===== SUPPLIED MATERIAL =====
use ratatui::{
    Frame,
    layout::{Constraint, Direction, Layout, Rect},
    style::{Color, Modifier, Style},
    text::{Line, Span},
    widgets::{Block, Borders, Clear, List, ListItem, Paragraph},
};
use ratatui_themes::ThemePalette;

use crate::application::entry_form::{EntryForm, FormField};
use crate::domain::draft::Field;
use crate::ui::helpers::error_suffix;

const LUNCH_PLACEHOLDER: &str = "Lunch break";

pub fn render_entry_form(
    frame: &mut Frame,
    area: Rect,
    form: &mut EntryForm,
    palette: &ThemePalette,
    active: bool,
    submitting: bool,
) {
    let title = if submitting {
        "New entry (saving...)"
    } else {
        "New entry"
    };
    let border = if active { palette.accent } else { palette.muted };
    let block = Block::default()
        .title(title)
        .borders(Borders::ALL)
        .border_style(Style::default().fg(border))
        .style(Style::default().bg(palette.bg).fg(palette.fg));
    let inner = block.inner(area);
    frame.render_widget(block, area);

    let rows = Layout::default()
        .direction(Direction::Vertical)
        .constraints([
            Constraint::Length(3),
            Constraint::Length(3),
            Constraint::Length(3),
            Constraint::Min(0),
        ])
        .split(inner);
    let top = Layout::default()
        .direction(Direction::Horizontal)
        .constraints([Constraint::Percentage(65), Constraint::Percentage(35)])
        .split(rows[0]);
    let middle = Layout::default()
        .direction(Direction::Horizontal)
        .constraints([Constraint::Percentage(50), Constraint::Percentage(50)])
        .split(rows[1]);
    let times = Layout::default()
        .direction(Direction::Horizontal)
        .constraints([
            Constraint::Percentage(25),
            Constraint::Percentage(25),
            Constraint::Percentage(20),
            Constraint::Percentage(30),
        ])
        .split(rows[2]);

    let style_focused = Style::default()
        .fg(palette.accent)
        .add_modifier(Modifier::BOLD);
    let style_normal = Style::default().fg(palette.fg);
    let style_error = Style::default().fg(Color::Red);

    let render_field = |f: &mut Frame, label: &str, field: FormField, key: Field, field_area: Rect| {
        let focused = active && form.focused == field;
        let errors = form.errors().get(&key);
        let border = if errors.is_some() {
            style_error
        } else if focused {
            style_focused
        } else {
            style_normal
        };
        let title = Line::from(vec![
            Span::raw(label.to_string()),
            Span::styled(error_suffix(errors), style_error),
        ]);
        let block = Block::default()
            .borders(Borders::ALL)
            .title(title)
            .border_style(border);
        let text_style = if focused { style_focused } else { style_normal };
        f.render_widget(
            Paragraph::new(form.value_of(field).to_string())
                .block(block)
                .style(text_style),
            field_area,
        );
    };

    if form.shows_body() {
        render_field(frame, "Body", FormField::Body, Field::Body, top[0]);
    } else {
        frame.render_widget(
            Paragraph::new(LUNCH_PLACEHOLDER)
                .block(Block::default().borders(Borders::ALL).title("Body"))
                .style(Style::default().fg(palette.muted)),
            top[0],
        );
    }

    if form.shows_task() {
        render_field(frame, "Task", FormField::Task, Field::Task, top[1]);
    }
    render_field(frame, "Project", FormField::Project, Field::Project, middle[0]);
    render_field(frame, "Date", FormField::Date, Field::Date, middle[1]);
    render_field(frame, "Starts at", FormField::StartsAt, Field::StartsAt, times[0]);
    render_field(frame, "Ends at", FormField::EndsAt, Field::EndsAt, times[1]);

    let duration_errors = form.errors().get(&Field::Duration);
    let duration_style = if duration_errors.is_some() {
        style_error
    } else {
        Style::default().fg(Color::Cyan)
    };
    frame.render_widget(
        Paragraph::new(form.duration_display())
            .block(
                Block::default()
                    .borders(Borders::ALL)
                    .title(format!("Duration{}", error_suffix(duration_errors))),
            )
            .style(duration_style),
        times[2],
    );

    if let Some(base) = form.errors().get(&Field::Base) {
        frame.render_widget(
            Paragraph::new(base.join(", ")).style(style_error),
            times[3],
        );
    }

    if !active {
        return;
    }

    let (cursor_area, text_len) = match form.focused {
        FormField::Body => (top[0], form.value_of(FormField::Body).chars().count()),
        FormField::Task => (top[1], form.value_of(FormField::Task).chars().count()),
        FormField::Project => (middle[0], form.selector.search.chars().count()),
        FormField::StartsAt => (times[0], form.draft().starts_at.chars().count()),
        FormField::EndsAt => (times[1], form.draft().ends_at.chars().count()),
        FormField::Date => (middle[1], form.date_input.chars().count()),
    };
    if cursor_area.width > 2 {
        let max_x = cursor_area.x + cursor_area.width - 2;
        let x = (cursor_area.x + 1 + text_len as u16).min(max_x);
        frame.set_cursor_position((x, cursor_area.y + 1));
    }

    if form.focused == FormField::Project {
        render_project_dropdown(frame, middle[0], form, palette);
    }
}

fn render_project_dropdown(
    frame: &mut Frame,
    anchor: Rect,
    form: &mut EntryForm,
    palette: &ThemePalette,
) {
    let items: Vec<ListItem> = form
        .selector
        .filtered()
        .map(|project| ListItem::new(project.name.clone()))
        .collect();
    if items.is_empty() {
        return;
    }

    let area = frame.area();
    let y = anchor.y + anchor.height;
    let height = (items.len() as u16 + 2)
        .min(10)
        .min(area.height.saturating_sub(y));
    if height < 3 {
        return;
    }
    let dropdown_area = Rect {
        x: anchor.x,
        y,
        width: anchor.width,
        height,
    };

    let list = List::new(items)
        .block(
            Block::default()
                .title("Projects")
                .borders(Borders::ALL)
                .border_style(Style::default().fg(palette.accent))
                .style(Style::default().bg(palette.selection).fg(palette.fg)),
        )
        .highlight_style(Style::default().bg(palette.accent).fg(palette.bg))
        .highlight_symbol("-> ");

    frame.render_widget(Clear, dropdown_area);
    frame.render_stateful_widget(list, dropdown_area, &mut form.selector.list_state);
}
=====
===== SUPPLIED MATERIAL =====
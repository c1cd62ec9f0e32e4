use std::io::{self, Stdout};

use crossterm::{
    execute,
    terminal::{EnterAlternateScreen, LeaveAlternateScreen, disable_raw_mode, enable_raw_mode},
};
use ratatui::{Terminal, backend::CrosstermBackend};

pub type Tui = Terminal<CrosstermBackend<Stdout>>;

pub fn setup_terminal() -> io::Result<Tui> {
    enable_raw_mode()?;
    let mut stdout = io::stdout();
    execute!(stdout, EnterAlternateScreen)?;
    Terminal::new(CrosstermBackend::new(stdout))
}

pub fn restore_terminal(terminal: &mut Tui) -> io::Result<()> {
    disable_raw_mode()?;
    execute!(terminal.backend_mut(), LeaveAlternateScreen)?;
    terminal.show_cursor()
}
=====
→ **YOUR TASK**:
Scan the records above for the string "EnterAlternateScreen", then copy each line where it turns up.

→ **YOUR SOLUTION**:
    terminal::{EnterAlternateScreen, LeaveAlternateScreen, disable_raw_mode, enable_raw_mode},
    execute!(stdout, EnterAlternateScreen)?;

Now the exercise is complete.